Description of the task -
From the records below, set down exactly the lines starting with the line that contains "repository 0c1dbd6e7f7f0df8" and going on through the line that contains "the screenshots show.". Nothing else is wanted.

Provided data -
☆ ☆ ☆

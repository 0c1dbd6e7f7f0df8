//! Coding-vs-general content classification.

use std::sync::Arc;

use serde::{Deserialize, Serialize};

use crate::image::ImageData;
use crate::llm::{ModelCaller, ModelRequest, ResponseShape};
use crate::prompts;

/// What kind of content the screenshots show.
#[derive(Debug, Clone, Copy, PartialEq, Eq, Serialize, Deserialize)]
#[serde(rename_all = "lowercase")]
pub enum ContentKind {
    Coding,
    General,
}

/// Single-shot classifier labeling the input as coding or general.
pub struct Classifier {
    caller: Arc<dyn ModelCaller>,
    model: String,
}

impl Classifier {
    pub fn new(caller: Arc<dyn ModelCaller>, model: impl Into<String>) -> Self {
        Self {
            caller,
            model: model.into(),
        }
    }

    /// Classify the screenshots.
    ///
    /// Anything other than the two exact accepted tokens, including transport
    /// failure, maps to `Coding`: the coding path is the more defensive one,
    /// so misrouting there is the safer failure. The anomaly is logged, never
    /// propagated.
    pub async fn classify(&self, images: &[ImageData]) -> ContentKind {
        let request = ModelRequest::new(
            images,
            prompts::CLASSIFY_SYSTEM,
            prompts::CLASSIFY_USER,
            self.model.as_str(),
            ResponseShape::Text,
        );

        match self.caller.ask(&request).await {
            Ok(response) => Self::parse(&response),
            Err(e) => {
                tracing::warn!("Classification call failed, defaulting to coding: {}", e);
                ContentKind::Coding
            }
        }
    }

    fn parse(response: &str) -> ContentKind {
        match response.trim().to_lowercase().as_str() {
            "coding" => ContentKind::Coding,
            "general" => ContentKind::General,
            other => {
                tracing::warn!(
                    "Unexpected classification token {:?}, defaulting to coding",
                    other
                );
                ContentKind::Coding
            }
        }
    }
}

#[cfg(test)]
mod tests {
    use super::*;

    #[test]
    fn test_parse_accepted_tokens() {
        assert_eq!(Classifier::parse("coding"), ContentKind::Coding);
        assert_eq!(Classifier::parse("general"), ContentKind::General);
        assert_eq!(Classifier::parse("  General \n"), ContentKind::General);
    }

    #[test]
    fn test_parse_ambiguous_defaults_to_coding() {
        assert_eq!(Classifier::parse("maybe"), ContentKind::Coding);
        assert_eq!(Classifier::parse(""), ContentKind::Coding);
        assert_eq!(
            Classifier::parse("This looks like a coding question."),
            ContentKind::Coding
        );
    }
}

☆ ☆ ☆

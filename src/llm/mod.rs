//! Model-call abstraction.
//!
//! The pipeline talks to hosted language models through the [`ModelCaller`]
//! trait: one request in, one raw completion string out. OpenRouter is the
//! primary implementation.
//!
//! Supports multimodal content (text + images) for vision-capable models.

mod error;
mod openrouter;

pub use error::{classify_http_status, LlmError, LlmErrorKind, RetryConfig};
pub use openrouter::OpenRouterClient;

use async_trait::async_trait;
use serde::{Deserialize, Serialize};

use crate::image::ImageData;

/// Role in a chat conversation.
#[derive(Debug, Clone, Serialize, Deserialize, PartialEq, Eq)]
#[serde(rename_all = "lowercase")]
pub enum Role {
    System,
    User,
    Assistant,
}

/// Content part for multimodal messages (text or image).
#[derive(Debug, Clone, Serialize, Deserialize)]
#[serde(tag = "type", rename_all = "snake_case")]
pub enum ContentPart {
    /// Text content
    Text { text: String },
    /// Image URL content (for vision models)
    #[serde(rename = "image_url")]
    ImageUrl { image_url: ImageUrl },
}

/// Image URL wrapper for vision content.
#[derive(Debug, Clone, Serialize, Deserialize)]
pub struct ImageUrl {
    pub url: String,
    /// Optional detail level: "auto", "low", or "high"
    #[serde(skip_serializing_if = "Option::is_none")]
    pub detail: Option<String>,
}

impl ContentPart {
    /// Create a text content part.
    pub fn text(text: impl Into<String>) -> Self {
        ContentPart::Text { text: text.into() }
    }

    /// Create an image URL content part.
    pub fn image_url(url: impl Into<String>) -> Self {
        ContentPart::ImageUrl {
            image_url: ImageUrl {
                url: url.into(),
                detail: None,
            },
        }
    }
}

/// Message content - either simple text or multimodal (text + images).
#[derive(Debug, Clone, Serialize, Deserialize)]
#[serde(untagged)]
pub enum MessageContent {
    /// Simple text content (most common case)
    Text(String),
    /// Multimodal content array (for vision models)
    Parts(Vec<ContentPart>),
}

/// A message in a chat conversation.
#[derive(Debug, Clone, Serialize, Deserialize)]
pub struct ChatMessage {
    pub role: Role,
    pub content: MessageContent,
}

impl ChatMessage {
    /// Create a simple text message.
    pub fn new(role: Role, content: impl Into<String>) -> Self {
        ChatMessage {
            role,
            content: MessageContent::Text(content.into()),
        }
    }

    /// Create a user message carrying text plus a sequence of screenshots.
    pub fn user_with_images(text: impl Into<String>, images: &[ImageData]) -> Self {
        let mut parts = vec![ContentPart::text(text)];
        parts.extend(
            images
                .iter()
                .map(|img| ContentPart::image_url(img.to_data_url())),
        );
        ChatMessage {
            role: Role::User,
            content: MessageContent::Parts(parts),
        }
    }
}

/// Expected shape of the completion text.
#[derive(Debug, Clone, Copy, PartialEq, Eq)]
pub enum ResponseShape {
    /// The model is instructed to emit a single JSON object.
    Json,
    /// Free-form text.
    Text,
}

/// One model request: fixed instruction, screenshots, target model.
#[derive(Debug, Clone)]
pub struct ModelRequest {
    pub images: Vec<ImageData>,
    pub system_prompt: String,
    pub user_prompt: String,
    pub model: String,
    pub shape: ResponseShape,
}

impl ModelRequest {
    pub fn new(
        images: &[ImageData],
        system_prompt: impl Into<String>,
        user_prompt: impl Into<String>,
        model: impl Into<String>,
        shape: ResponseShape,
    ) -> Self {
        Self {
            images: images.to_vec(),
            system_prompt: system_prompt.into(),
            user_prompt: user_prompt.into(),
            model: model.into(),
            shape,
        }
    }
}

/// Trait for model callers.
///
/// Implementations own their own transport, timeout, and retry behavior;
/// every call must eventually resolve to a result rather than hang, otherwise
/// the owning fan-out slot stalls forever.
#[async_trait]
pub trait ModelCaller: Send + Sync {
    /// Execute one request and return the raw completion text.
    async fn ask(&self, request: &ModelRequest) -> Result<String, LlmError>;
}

☆ ☆ ☆

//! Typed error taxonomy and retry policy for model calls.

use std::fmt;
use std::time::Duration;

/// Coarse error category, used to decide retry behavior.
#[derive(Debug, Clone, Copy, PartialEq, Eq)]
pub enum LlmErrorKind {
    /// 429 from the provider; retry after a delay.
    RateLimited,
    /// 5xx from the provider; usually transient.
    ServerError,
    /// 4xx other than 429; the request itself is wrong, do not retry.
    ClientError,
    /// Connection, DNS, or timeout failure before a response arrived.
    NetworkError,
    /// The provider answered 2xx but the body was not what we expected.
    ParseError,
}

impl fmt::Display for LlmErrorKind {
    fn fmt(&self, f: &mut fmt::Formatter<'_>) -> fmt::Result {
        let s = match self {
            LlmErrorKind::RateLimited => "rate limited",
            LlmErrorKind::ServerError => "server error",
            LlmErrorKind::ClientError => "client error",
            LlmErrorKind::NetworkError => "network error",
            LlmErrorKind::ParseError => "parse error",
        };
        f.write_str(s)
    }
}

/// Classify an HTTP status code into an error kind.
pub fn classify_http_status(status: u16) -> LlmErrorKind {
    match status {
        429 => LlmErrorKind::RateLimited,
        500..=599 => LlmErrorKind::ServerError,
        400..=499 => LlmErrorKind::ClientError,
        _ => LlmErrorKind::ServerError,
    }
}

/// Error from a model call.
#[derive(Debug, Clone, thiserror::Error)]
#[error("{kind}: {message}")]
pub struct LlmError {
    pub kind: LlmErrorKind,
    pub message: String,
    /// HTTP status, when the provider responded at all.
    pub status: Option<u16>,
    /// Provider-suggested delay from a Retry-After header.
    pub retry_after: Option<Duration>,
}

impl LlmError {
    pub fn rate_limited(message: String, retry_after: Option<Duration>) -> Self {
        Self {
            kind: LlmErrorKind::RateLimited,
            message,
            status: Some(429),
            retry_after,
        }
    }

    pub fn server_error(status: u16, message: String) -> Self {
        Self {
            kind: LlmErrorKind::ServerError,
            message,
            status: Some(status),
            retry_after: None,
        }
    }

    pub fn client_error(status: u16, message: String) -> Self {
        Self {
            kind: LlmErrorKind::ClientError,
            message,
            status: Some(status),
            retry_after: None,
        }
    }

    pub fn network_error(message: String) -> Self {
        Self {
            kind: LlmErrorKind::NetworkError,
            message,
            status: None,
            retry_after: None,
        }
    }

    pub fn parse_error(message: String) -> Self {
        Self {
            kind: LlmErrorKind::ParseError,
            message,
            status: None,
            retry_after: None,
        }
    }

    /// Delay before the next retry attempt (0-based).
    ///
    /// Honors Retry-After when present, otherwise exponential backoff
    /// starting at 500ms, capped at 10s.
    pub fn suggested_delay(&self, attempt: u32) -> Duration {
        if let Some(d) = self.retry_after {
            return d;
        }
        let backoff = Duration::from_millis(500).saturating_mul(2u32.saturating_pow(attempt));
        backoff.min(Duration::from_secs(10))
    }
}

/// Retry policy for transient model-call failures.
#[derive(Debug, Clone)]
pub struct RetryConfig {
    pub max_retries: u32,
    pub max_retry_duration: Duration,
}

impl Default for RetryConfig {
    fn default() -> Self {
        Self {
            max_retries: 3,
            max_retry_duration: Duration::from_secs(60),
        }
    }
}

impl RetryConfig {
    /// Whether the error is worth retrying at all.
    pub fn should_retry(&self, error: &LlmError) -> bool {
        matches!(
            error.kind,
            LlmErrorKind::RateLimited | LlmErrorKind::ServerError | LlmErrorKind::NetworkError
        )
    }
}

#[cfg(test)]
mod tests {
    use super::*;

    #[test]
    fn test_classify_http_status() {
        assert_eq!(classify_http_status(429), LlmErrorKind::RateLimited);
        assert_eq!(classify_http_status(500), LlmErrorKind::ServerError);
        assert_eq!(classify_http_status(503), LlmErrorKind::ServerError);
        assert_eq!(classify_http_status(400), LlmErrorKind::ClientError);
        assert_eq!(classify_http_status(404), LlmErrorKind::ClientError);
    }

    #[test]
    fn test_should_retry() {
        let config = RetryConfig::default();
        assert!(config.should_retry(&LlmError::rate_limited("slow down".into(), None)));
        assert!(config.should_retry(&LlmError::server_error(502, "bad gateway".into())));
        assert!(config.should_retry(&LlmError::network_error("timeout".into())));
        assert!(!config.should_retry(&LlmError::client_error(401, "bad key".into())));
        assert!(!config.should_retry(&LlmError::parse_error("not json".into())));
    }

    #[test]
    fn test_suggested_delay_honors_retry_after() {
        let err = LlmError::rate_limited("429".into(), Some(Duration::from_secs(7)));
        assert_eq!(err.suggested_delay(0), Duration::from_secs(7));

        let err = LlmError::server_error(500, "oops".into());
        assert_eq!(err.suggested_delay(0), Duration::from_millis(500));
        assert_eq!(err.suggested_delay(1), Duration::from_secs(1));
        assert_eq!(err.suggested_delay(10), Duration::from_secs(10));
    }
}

☆ ☆ ☆

Exercise result -
repository 0c1dbd6e7f7f0df8
//! Coding-vs-general content classification.

use std::sync::Arc;

use serde::{Deserialize, Serialize};

use crate::image::ImageData;
use crate::llm::{ModelCaller, ModelRequest, ResponseShape};
use crate::prompts;

/// What kind of content the screenshots show.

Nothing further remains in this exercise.